Data entries
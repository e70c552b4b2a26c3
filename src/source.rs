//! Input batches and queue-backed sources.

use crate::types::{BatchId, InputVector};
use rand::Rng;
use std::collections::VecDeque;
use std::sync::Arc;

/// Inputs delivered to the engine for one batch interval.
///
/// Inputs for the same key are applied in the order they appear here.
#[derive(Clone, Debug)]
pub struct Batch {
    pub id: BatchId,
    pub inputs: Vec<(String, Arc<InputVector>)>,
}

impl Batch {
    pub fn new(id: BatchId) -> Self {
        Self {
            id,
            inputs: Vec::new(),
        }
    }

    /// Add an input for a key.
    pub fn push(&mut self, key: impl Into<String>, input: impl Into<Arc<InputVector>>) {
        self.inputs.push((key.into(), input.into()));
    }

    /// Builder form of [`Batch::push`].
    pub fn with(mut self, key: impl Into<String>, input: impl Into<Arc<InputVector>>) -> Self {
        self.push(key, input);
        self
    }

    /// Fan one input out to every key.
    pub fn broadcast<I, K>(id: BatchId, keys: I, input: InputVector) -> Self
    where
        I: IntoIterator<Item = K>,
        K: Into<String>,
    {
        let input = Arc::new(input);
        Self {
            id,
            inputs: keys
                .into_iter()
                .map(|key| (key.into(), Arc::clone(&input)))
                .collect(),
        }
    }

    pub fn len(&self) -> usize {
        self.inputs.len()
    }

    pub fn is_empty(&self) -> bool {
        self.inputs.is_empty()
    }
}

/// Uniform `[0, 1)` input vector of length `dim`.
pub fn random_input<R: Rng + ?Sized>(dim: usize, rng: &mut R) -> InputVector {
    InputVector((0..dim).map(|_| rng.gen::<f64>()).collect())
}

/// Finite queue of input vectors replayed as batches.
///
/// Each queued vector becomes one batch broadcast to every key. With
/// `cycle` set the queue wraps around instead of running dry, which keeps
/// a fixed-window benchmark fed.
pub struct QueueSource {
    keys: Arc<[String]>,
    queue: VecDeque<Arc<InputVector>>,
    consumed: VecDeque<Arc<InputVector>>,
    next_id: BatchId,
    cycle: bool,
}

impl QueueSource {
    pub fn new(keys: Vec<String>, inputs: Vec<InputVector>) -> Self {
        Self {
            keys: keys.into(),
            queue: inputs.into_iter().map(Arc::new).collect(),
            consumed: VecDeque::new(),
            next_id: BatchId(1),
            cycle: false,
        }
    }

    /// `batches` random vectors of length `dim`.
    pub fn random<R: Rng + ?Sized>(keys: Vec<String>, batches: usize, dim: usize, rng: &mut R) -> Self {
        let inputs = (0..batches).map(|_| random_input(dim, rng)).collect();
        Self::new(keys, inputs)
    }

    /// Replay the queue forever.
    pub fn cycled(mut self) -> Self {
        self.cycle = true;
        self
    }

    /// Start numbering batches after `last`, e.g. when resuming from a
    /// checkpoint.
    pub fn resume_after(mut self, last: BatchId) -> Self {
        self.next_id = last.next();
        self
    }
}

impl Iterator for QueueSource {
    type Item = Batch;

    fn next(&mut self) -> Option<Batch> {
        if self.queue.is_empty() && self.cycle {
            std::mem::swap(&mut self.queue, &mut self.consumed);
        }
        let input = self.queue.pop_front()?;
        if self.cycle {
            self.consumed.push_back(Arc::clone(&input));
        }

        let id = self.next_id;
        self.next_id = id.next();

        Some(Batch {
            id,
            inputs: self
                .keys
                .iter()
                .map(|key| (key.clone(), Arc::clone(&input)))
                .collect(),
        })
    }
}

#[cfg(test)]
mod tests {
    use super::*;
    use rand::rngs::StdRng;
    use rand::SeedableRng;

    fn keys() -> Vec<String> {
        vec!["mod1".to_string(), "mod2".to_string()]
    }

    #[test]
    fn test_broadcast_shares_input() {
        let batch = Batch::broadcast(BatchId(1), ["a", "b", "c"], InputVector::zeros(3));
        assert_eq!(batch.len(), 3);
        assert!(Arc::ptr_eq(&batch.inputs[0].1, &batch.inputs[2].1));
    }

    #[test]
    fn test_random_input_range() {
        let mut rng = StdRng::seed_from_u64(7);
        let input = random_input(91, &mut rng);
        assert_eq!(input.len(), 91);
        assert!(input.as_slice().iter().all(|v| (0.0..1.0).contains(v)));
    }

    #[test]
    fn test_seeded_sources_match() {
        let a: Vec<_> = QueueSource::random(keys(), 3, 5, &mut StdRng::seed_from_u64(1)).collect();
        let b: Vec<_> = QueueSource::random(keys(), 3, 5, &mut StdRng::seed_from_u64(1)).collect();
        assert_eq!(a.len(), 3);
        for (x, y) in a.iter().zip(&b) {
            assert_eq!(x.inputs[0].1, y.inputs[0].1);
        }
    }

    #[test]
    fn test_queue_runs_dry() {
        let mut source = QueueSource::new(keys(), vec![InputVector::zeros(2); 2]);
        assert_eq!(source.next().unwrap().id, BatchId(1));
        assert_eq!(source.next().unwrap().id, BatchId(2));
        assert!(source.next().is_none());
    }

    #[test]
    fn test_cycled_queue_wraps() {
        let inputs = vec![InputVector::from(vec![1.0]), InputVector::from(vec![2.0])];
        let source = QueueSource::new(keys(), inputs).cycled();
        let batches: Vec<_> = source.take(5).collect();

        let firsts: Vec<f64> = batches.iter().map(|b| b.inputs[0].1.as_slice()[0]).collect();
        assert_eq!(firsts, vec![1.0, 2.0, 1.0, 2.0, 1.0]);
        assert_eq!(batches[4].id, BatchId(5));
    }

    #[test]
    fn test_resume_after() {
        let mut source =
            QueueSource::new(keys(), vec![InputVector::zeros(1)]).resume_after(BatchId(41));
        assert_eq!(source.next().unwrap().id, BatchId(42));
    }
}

• **What you have to do**
Each line above that includes "length" should be shown.

• **Answer**
/// Uniform `[0, 1)` input vector of length `dim`.
    /// `batches` random vectors of length `dim`.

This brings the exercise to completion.